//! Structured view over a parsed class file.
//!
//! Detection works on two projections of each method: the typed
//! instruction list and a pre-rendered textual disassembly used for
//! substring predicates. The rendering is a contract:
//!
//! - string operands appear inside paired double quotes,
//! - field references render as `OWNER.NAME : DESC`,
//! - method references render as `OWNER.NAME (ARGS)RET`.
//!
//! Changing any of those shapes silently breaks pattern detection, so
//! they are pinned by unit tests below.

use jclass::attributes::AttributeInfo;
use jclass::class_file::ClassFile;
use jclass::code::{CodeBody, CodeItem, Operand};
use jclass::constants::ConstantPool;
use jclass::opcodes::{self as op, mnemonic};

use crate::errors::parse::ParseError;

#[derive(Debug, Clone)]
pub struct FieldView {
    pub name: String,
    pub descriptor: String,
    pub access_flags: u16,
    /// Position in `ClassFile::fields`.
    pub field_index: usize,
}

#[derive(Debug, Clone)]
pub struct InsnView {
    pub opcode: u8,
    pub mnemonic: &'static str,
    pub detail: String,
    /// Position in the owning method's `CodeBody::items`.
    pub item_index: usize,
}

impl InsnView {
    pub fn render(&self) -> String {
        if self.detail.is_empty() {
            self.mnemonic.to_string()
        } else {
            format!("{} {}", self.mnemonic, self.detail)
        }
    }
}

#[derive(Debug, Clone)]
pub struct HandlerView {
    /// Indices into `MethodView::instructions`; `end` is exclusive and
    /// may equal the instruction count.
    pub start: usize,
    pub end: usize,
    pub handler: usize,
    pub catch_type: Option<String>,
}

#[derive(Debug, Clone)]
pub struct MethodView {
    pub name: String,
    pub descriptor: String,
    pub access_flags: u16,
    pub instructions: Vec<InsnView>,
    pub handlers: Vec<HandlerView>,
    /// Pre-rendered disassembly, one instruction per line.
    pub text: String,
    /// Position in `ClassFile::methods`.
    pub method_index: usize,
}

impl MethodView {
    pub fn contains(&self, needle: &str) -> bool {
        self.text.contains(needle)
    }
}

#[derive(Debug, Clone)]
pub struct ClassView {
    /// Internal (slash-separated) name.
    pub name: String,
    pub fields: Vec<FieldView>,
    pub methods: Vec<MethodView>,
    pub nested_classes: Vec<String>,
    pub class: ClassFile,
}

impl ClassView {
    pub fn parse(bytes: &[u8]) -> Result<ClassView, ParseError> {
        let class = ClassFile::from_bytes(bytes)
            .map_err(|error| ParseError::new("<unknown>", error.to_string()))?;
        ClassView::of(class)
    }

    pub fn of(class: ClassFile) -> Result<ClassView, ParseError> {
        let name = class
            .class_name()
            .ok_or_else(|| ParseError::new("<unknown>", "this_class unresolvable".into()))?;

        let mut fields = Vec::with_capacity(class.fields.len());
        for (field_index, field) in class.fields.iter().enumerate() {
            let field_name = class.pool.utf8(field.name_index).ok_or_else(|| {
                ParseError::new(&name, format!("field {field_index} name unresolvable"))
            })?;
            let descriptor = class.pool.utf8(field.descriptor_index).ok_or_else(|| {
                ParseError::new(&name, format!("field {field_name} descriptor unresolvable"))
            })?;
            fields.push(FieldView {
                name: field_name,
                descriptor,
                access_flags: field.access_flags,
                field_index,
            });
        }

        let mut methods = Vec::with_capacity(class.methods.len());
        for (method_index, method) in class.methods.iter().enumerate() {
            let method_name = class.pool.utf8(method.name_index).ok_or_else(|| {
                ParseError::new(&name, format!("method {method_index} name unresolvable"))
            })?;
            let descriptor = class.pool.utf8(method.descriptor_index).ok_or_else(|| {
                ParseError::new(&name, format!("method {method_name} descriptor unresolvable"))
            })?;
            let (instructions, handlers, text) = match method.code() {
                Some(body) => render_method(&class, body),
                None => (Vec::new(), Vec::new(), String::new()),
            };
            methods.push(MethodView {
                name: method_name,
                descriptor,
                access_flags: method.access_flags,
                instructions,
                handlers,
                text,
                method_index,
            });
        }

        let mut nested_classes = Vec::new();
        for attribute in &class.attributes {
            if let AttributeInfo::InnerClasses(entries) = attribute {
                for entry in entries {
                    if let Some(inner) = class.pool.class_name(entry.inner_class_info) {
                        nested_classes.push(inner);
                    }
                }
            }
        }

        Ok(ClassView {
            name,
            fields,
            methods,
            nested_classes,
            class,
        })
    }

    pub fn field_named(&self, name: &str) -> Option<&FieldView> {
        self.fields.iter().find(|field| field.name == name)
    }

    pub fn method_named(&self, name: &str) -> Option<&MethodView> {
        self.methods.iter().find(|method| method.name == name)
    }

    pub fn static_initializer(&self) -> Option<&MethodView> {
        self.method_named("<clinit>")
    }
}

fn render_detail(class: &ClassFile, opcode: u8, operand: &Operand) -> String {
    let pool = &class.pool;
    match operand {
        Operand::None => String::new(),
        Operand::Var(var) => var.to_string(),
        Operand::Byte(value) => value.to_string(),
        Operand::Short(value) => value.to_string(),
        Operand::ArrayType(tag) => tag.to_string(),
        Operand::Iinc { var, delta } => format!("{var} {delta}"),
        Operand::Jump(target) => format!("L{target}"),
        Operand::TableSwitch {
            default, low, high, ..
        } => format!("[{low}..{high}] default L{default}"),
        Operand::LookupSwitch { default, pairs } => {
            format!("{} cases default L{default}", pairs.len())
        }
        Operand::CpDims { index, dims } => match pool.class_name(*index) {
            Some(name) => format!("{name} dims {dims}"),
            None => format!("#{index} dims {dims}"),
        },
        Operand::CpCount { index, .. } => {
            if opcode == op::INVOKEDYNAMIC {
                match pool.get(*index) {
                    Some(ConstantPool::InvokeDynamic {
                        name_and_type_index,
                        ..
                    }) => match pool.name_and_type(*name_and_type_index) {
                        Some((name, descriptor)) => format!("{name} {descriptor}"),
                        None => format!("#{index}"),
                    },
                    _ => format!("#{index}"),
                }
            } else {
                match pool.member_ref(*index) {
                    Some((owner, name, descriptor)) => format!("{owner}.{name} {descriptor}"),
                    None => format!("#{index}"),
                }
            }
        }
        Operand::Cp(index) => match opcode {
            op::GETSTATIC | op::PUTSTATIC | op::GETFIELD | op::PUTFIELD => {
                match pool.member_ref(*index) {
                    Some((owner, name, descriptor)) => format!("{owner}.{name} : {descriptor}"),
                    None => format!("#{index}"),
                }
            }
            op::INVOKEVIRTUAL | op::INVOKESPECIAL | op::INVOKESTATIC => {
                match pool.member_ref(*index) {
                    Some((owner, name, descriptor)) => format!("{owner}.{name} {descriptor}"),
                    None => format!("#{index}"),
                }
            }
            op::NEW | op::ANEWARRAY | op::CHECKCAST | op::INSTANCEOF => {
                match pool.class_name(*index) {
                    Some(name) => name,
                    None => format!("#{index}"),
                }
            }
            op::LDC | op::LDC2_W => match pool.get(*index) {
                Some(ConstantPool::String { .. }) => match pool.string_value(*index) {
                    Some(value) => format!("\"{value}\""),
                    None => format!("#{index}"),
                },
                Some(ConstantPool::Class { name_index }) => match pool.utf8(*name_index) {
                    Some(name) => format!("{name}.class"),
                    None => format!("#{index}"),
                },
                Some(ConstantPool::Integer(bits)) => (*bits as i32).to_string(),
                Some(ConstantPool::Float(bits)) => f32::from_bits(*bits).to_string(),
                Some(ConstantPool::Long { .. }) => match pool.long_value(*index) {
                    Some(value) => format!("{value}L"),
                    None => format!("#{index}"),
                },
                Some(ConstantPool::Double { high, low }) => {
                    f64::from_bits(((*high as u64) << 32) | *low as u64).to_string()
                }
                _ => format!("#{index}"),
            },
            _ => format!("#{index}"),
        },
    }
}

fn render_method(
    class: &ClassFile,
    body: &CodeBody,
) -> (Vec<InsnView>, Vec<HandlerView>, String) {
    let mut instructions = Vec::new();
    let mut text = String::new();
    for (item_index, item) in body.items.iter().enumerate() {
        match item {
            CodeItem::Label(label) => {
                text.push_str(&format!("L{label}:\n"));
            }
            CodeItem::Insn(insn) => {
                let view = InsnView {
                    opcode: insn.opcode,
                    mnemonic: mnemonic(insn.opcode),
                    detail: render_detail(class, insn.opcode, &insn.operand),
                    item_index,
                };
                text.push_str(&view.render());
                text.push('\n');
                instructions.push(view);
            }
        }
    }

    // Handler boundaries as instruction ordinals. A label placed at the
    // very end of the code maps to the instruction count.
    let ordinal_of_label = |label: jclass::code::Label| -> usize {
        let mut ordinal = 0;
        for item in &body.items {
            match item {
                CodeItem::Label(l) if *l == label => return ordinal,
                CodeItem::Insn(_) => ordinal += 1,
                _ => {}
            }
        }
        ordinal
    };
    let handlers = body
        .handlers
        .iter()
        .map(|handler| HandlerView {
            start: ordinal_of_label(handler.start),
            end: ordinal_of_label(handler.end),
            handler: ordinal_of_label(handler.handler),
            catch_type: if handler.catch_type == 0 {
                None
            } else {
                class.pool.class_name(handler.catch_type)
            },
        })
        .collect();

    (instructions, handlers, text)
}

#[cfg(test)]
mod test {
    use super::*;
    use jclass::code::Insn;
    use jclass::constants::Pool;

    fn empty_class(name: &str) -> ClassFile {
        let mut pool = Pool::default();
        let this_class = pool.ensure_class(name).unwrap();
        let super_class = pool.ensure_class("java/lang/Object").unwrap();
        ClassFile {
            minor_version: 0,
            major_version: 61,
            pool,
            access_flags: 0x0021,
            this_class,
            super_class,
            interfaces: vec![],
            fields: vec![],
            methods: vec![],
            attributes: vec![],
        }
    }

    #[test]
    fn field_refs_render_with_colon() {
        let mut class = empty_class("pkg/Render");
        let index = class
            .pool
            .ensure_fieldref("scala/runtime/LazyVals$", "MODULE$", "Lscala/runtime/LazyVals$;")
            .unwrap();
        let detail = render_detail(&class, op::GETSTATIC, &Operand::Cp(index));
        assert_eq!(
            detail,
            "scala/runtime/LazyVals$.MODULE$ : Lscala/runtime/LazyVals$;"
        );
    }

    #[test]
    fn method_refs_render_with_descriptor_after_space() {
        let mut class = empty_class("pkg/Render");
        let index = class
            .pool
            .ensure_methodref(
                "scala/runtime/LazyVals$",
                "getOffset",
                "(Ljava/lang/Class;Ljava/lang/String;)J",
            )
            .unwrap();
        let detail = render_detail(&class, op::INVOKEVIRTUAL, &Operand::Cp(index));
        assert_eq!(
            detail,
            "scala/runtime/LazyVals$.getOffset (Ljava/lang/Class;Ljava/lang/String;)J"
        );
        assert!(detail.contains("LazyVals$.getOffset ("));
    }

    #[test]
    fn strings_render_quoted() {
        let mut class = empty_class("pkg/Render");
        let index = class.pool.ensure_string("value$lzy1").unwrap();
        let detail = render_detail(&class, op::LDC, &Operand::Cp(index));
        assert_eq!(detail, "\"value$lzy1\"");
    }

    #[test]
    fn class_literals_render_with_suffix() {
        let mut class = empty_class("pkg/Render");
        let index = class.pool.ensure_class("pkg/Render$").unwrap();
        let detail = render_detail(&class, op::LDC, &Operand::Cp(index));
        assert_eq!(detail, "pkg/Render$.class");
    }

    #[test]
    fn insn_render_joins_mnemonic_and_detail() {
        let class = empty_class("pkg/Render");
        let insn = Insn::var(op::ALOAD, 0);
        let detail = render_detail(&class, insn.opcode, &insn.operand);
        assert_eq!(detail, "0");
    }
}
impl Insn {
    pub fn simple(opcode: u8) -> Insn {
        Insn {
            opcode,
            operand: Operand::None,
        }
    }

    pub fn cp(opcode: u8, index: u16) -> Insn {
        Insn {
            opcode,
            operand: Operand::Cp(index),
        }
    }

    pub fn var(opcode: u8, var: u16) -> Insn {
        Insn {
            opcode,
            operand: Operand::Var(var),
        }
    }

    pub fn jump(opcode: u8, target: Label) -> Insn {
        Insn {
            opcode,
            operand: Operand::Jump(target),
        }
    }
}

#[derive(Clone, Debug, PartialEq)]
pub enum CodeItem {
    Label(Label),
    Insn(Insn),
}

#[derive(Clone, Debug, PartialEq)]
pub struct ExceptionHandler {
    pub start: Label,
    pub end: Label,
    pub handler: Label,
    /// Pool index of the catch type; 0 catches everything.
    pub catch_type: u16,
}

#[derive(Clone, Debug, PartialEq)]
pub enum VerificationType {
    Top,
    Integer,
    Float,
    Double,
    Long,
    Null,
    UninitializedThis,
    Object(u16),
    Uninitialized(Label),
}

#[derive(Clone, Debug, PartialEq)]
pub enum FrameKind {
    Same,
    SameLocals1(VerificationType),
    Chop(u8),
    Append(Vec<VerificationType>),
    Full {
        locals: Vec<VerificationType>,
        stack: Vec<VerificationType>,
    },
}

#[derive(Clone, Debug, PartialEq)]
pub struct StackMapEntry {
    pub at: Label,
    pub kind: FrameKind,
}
* * * * *
Description of the task =>
With the line holding "f64::from_bits(((*high as u64)" as the first and the line holding "use jclass::constants::Pool;" as the last, please transcribe exactly the lines of the material above in that range and nothing else.

Response to the exercise =>
                    f64::from_bits(((*high as u64) << 32) | *low as u64).to_string()
                }
                _ => format!("#{index}"),
            },
            _ => format!("#{index}"),
        },
    }
}

fn render_method(
    class: &ClassFile,
    body: &CodeBody,
) -> (Vec<InsnView>, Vec<HandlerView>, String) {
    let mut instructions = Vec::new();
    let mut text = String::new();
    for (item_index, item) in body.items.iter().enumerate() {
        match item {
            CodeItem::Label(label) => {
                text.push_str(&format!("L{label}:\n"));
            }
            CodeItem::Insn(insn) => {
                let view = InsnView {
                    opcode: insn.opcode,
                    mnemonic: mnemonic(insn.opcode),
                    detail: render_detail(class, insn.opcode, &insn.operand),
                    item_index,
                };
                text.push_str(&view.render());
                text.push('\n');
                instructions.push(view);
            }
        }
    }

    // Handler boundaries as instruction ordinals. A label placed at the
    // very end of the code maps to the instruction count.
    let ordinal_of_label = |label: jclass::code::Label| -> usize {
        let mut ordinal = 0;
        for item in &body.items {
            match item {
                CodeItem::Label(l) if *l == label => return ordinal,
                CodeItem::Insn(_) => ordinal += 1,
                _ => {}
            }
        }
        ordinal
    };
    let handlers = body
        .handlers
        .iter()
        .map(|handler| HandlerView {
            start: ordinal_of_label(handler.start),
            end: ordinal_of_label(handler.end),
            handler: ordinal_of_label(handler.handler),
            catch_type: if handler.catch_type == 0 {
                None
            } else {
                class.pool.class_name(handler.catch_type)
            },
        })
        .collect();

    (instructions, handlers, text)
}

#[cfg(test)]
mod test {
    use super::*;
    use jclass::code::Insn;
    use jclass::constants::Pool;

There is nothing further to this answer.